Family Feud, a popular game show when I was growing up, would ask contestants to guess how a group of people had answered a specific question. It served as a regular reminder of the importance of supplementing one’s thinking with external perspectives. If, in the tradition of Family Feud, we were to poll market participants about the turmoil we’ve seen since the worse-than-expected US jobs report, I suspect we would get quite specific responses on what is causing the global stock selloff as well as what would be the best circuit breaker to avoid further big losses.
Let’s consider what I think that list would look like before departing from the game show’s format and exploring what I believe the answers should be. Five things have come together to destabilize what seemed to be fundamentally solid stock markets. Here they are in order of declining importance.

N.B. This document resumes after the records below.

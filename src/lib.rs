//! Confsync - Configuration update orchestration engine
//!
//! This crate propagates desired configurations from a central authority to
//! remote-managed endpoints, tracks the lifecycle of each propagation
//! asynchronously in a durable history ledger, and aggregates per-member
//! outcomes of group updates into a single queryable record.

pub mod config;
pub mod configuration;
pub mod coordinator;
pub mod directory;
pub mod engine;
pub mod error;
pub mod gateway;
pub mod group;
pub mod history;
pub mod live;
pub mod permission;
pub mod retention;
pub mod sweeper;
pub mod validate;

pub use config::{load_engine_config, EngineConfig};
pub use configuration::{Configuration, ConflictPolicy, Property, PropertyValue};
pub use coordinator::{UpdateCoordinator, UpdateOutcome};
pub use directory::{ResourceDirectory, StaticDirectory};
pub use engine::UpdateEngine;
pub use error::UpdateError;
pub use gateway::{AgentGateway, CompletionReport, ReportStatus};
pub use group::{GroupUpdateRecord, MemberDisposition};
pub use history::{
    HistoryCriteria, HistoryStore, InMemoryHistoryStore, Page, SortOrder, UpdateRecord,
    UpdateStatus,
};
pub use permission::{AllowAllPermissions, PermissionService, StaticPermissions};
pub use validate::{ConfigValidator, UpdateKind};
//! Resource and group directory boundary
//!
//! Resolves group ids to their member targets and answers target existence.
//! Group membership is read once at fan-out time; later membership changes do
//! not affect an already-dispatched group update.

use async_trait::async_trait;
use std::collections::HashMap;

/// Inventory seam consumed by the coordinator and group orchestrator
#[async_trait]
pub trait ResourceDirectory: Send + Sync {
    /// Whether the target exists and its owning agent session is open
    async fn target_exists(&self, target: &str) -> bool;

    /// Snapshot of the group's current member targets, or `None` for an
    /// unknown group
    async fn group_members(&self, group: &str) -> Option<Vec<String>>;
}

/// Directory backed by fixed maps; useful for tests and single-process embedders
#[derive(Debug, Default)]
pub struct StaticDirectory {
    targets: Vec<String>,
    groups: HashMap<String, Vec<String>>,
}

impl StaticDirectory {
    /// Create an empty directory
    pub fn new() -> Self {
        Self::default()
    }

    /// Register a target
    pub fn with_target(mut self, target: impl Into<String>) -> Self {
        self.targets.push(target.into());
        self
    }

    /// Register a group and its members (members are registered as targets too)
    pub fn with_group(
        mut self,
        group: impl Into<String>,
        members: impl IntoIterator<Item = impl Into<String>>,
    ) -> Self {
        let members: Vec<String> = members.into_iter().map(Into::into).collect();
        for member in &members {
            if !self.targets.contains(member) {
                self.targets.push(member.clone());
            }
        }
        self.groups.insert(group.into(), members);
        self
    }
}

#[async_trait]
impl ResourceDirectory for StaticDirectory {
    async fn target_exists(&self, target: &str) -> bool {
        self.targets.iter().any(|t| t == target)
    }

    async fn group_members(&self, group: &str) -> Option<Vec<String>> {
        self.groups.get(group).cloned()
    }
}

First are worries that a slowdown in US growth would meaningfully undermine the ‘American exceptionalism’ we’ve seen over the past few years. Such a deceleration would damage corporate earnings and turn the strongest engine of global growth into a possible detractor. Second is concern that an economic downturn will be worsened by the Federal Reserve’s decision not to cut interest rates, which left its policy stance too restrictive for the current environment and heightened the risk of another policy mistake.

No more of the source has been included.